Un bon positionnement relatif renforce le statut de la profession et garantit la venue des plus brillants étudiants. Gagner autant qu’un avocat ou un chirurgien, ça motive. A Singapour, être professeur fait autant rêver que ces deux métiers-là !  » Une fois recrutés, le fait de se sentir bien payés incite les enseignants à tout mettre en oeuvre pour améliorer les performances de leurs élèves « , précise encore l’étude. L’ » effet maître  » serait donc sensible au bruit des pièces de monnaie ?

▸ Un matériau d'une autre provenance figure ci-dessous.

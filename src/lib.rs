// MIT License - Copyright (c) 2026 Peter Wright
// Fire alarm panel to MQTT gateway
//
//! # facp-bridge
//!
//! Store-and-forward bridge between the serial printer port of a fire alarm
//! control panel (Edwards iO1000 / EST3x, Notifier NFS, Simplex 4100) and an
//! MQTT telemetry broker (ThingsBoard device API).
//!
//! Panel output is framed and parsed per panel model, queued in a durable
//! FIFO that survives restarts, and published under a sliding-window rate
//! limit. The active panel model can be changed remotely through the
//! `id_modelo_panel` shared attribute.
//!
//! ## Quick Start
//!
//! ```no_run
//! use facp_bridge::{Config, Gateway};
//!
//! #[tokio::main]
//! async fn main() -> anyhow::Result<()> {
//!     let config = Config::load("config.toml")?;
//!     let gateway = Gateway::from_config(config)?;
//!     gateway
//!         .run(async {
//!             let _ = tokio::signal::ctrl_c().await;
//!         })
//!         .await
//! }
//! ```

pub mod attributes;
pub mod backoff;
pub mod config;
pub mod constants;
pub mod error;
pub mod framing;
pub mod gateway;
pub mod ingest;
pub mod message;
pub mod mqtt;
pub mod panels;
pub mod publisher;
pub mod queue;
pub mod rate_limit;
pub mod relay;
pub mod serial;
pub mod severity;
pub mod supervisor;

// Re-exports for convenience
pub use config::Config;
pub use error::{BridgeError, Result};
pub use gateway::Gateway;
pub use message::{ClientIdentity, OutboundMessage, ParsedEvent, PublishKind, RecordType};
pub use panels::PanelModel;
pub use publisher::{BrokerTransport, ConnectionState, Delivery, Publisher, Topics};
pub use queue::DurableQueue;
pub use serial::{PortOpener, SerialLink, SerialSettings};
pub use severity::SeverityTable;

Les parents savent ce qu’est cet  » effet maître « , eux qui peuvent rester les doigts croisés un été entier en espérant que leur enfant aura le  » bon prof  » à la rentrée. La recherche en éducation leur donne raison. Elle dit que cet  » effet maître  » explique à lui seul 7,5 % des acquis des élèves à la fin de chaque année. Multiplié par les onze intervalles qui séparent le CP de la terminale, ce différentiel finit par être important entre l’élève qui a toujours eu des  » bons profs  » et le malchanceux. Et imaginez la perte – ou le gain – en savoirs quand cet écart est multiplié par les 12 millions d’élèves que compte la France !

C’est la force de l’éducation d’écrire le développement d’un pays à partir d’une somme de trajectoires individuelles. MM. Dolton et Gutierrez rappellent dans leur travail que la seule  » augmentation du niveau de formation de la population a apporté plus d’un demi-point de croissance annuel par pays dans la décennie 1990 « . A l’heure où la course au point de PIB devient un sport international, il faut avoir en tête que qui paie bien ses profs s’enrichit… Après, il reste à savoir s’y prendre. Ce n’est pas en distribuant ses 90 millions d’euros votés au budget 2013 comme mesures catégorielles, bien peu de chose par rapport aux 49,9 milliards d’euros de la masse salariale enseignante, que Vincent Peillon va vraiment activer  » l’effet maître « … De toute manière, Matignon bloque toujours la cagnotte, estimant que ça fait mauvais genre d’augmenter les enseignants quand le pays souffre. Pourtant, a contrario, on consacre déjà 6,3 % de notre PIB à l’école – quand l’Allemagne se contente de 5,3 %. Le vrai défi, c’est donc d’être capable de payer mieux les enseignants… à moyens constants. Autant dire de tout repenser !

L’enquête de la Cour des comptes apporte quelques éléments, en rappelant que les professeurs des classes préparatoires gagnent 22 % de plus que s’ils travaillaient en lycée et que les certifiés gagnent 20 % de plus que les professeurs des écoles. Après MM. Dolton et Gutierrez, on ne pourra plus dire qu’on ne savait pas le risque encouru par cette fausse économie.